A 7-year-old boy presents with his father to the pediatrician with a 4-day history of sore throat, nausea, and fever. He has otherwise been well, does not have chronic medical issues, and is up to date on his immunizations. His younger sister was kept home from daycare last week for strep throat which was confirmed by throat swab. Physical examination is significant for a temperature of 100.8°F (32.8°C), exudative tonsillopharyngitis, and an erythematous, finely papular rash over most of the body.
Which of the following additional physical examination findings is most likely to be present at this time?
C) Red and bumpy tongue
This describes a “strawberry tongue,” which is a feature of scarlet fever.
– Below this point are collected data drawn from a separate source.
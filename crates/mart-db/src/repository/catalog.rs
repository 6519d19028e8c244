//! # Catalog Repository
//!
//! Read-mostly access to the item catalog, plus the append-only review
//! mutation.
//!
//! ## Query Shapes
//! ```text
//! ┌─────────────────────────────────────────────────────────────────────┐
//! │                      Catalog Access Paths                           │
//! │                                                                     │
//! │  get_categories ──► GROUP BY category + synthetic "All" total       │
//! │  get_items ───────► category filter, ORDER BY id, LIMIT/OFFSET      │
//! │  search_items ────► FTS5 MATCH, rank then id, LIMIT/OFFSET          │
//! │  get_item ────────► exact id lookup (absence is a value)            │
//! │  add_review ──────► one atomic json_insert append                   │
//! │  get_related ─────► first 4 in storage order (placeholder)          │
//! │                                                                     │
//! └─────────────────────────────────────────────────────────────────────┘
//! ```
//!
//! ## Pagination
//! `page` is zero-based; the window is `skip = page * page_size,
//! limit = page_size` over the filtered set sorted ascending by `id`, so
//! page boundaries are stable between requests.

use chrono::Utc;
use sqlx::SqlitePool;
use tracing::debug;

use crate::error::{DbError, DbResult};
use mart_core::{CategoryCount, Item, Review, ALL_CATEGORY};

/// Shared select list for item queries. `reviews` comes back as the raw
/// JSON column and is parsed in [`ItemRow::into_item`].
const ITEM_COLUMNS: &str = "id, title, slogan, description, category, price, img_url, reviews";

/// Builds the FTS5 MATCH string for user search text.
///
/// Search text is arbitrary shopper input, so every whitespace-separated
/// token is wrapped as an FTS5 string literal (embedded quotes doubled)
/// before the trailing prefix star. Quotes, parentheses, hyphens and the
/// like are then matched as text instead of being parsed as FTS5 query
/// operators: `t-shirt (red)` becomes `"t-shirt"* "(red)"*`.
fn fts_match_query(query: &str) -> String {
    query
        .split_whitespace()
        .map(|token| format!("\"{}\"*", token.replace('"', "\"\"")))
        .collect::<Vec<_>>()
        .join(" ")
}
//! # mart-core: Pure Domain Model for the Mart Storefront
//!
//! This crate holds the storefront's domain types and the little pure logic
//! they carry (cart math, snapshot construction). Zero I/O.
//!
//! ## Architecture Position
//! ```text
//! ┌─────────────────────────────────────────────────────────────────────┐
//! │                       Mart Architecture                             │
//! │                                                                     │
//! │  ┌─────────────────────────────────────────────────────────────┐   │
//! │  │              Request Layer (routes, templates)              │   │
//! │  │                   - NOT in this workspace -                 │   │
//! │  └────────────────────────────┬────────────────────────────────┘   │
//! │                               │                                     │
//! │  ┌────────────────────────────▼────────────────────────────────┐   │
//! │  │                ★ mart-core (THIS CRATE) ★                   │   │
//! │  │                                                             │   │
//! │  │   ┌────────────┐           ┌────────────┐                   │   │
//! │  │   │   types    │           │    cart    │                   │   │
//! │  │   │ Item       │           │ Cart       │                   │   │
//! │  │   │ Review     │           │ CartItem   │                   │   │
//! │  │   └────────────┘           └────────────┘                   │   │
//! │  │                                                             │   │
//! │  │   NO I/O • NO DATABASE • NO NETWORK • PURE FUNCTIONS        │   │
//! │  └────────────────────────────┬────────────────────────────────┘   │
//! │                               │                                     │
//! │  ┌────────────────────────────▼────────────────────────────────┐   │
//! │  │                 mart-db (Data Access Layer)                 │   │
//! │  │          SQLite queries, migrations, repositories           │   │
//! │  └─────────────────────────────────────────────────────────────┘   │
//! └─────────────────────────────────────────────────────────────────────┘
//! ```
//!
//! ## Modules
//!
//! - [`types`] - Catalog types (Item, Review, CategoryCount)
//! - [`cart`] - Cart types and cart math
//!
//! ## Design Principles
//!
//! 1. **Pure Functions**: deterministic, no side effects
//! 2. **Documents as Types**: these structs serialize to exactly the shapes
//!    the data layer stores in its JSON document columns
//! 3. **No Validation Here**: stars ranges and the like are request-layer
//!    concerns; this layer stores what it is given

// =============================================================================
// Module Declarations
// =============================================================================

pub mod cart;
pub mod types;

// =============================================================================
// Re-exports
// =============================================================================

pub use cart::{Cart, CartItem};
pub use types::{CategoryCount, Item, Review, ALL_CATEGORY};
Scarlet fever occurs due to infection with erythrogenic toxin-producing Group A Streptococcus and classically presents with a fine, “sandpaper rash.” Circumoral pallor may also be present. Of note, Kawasaki disease can cause similar symptoms and should always be considered in this differential.
Answer choice A: Additional macular rash with asymmetric, curved borders, is incorrect. This describes erythema marginatum, which is a sequelae of rheumatic fever. Rheumatic fever is defined by the Jones criteria and typically appears 2-4 weeks after infection with Group A Streptococcus. These patients require long-term prophylactic antibiotics to prevent further complications.
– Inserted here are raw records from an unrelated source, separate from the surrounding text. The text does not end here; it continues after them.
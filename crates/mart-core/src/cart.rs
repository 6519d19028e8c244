//! # Cart Types & Math
//!
//! The shopping cart domain model.
//!
//! ## One Cart, One Document
//! ```text
//! ┌─────────────────────────────────────────────────────────────────────┐
//! │                     Cart = one document per user                    │
//! │                                                                     │
//! │  Cart { user_id: "u1" }                                             │
//! │    └── items: [                                                     │
//! │          CartItem { id: 42, title, price: 29.99, quantity: 1 },     │
//! │          CartItem { id: 7,  title, price:  9.99, quantity: 3 },     │
//! │        ]                                                            │
//! │                                                                     │
//! │  • created implicitly on first add (upsert)                         │
//! │  • entries removed when quantity hits zero                          │
//! │  • the empty cart document itself is never garbage-collected        │
//! └─────────────────────────────────────────────────────────────────────┘
//! ```
//!
//! ## Snapshot Pattern
//! A [`CartItem`] copies `title` and `price` from the catalog item at
//! add-time and is never re-synced if the catalog changes. The cart shows
//! price-at-add-time, the same trade-off a printed receipt makes.

use serde::{Deserialize, Serialize};

use crate::types::Item;

// =============================================================================
// Cart Item
// =============================================================================

/// A catalog item snapshot inside a cart, plus its quantity.
///
/// `quantity` is always positive in a stored cart: a quantity of zero is a
/// removal signal to the data layer, never persisted state.
#[derive(Debug, Clone, PartialEq, Serialize, Deserialize)]
pub struct CartItem {
    /// Identifier of the source catalog item.
    pub id: i64,

    /// Title snapshot, taken at add-time.
    pub title: String,

    /// Price snapshot, taken at add-time. NOT re-synced on catalog change.
    pub price: f64,

    /// Units of this item in the cart. Positive.
    pub quantity: u32,
}

impl CartItem {
    /// Snapshots a catalog item into a cart entry.
    pub fn from_item(item: &Item, quantity: u32) -> Self {
        CartItem {
            id: item.id,
            title: item.title.clone(),
            price: item.price,
            quantity,
        }
    }

    /// Line total for this entry (snapshot price × quantity).
    pub fn line_total(&self) -> f64 {
        self.price * f64::from(self.quantity)
    }
}

// =============================================================================
// Cart
// =============================================================================

/// A user's shopping cart.
///
/// Identity key is `user_id`; there is one logical cart per user. Intended
/// invariant: at most one [`CartItem`] per distinct item `id` - upheld by
/// the caller's check-then-act protocol, not by the storage primitive (see
/// the data layer's `CartRepository::add_item`).
#[derive(Debug, Clone, PartialEq, Serialize, Deserialize)]
pub struct Cart {
    /// Owning user. Opaque stable key.
    pub user_id: String,

    /// Cart entries, in add order.
    pub items: Vec<CartItem>,
}

impl Cart {
    /// Sum of all line totals.
    pub fn total(&self) -> f64 {
        self.items.iter().map(CartItem::line_total).sum()
    }

    /// Total number of units across all entries.
    pub fn unit_count(&self) -> u32 {
        self.items.iter().map(|i| i.quantity).sum()
    }

    /// Quantity of a given item, or 0 when absent.
    pub fn quantity_of(&self, item_id: i64) -> u32 {
        self.items
            .iter()
            .find(|i| i.id == item_id)
            .map(|i| i.quantity)
            .unwrap_or(0)
    }

    /// True when the cart holds no entries (distinct from "no cart").
    pub fn is_empty(&self) -> bool {
        self.items.is_empty()
    }
}

// =============================================================================
// Unit Tests
// =============================================================================

#[cfg(test)]
mod tests {
    use super::*;

    fn entry(id: i64, price: f64, quantity: u32) -> CartItem {
        CartItem {
            id,
            title: format!("item-{id}"),
            price,
            quantity,
        }
    }

    #[test]
    fn test_cart_total() {
        let cart = Cart {
            user_id: "u1".to_string(),
            items: vec![entry(42, 29.99, 1), entry(7, 9.99, 3)],
        };

        assert!((cart.total() - 59.96).abs() < 1e-9);
        assert_eq!(cart.unit_count(), 4);
    }

    #[test]
    fn test_quantity_of() {
        let cart = Cart {
            user_id: "u1".to_string(),
            items: vec![entry(42, 29.99, 2)],
        };

        assert_eq!(cart.quantity_of(42), 2);
        assert_eq!(cart.quantity_of(7), 0);
    }

    #[test]
    fn test_snapshot_from_item() {
        let item = Item {
            id: 42,
            title: "Travel Mug".to_string(),
            slogan: "Keeps it hot".to_string(),
            description: "Steel travel mug".to_string(),
            category: "Kitchen".to_string(),
            price: 12.99,
            img_url: "/img/products/mug.jpg".to_string(),
            reviews: vec![],
        };

        let snapshot = CartItem::from_item(&item, 1);
        assert_eq!(snapshot.id, 42);
        assert_eq!(snapshot.title, "Travel Mug");
        assert!((snapshot.line_total() - 12.99).abs() < 1e-9);
    }

    #[test]
    fn test_empty_cart_is_not_no_cart() {
        let cart = Cart {
            user_id: "u1".to_string(),
            items: vec![],
        };
        assert!(cart.is_empty());
        assert_eq!(cart.total(), 0.0);
    }
}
Answer choice B: Cardiac murmur, is incorrect. This is a component of rheumatic fever.
Answer choice D: Subcutaneous nodules, is incorrect. This is a component of rheumatic fever.
Answer choice E: Twisting movements of the extremities, is incorrect. This describes Sydenham chorea, which is a component of rheumatic fever.
Key Learning Point
In contrast to rheumatic fever, which arises 2-4 weeks after GAS infection, scarlet fever co-occurs with primary infectious symptoms and is characterized by a sandpaper rash, strawberry tongue, and circumoral pallor.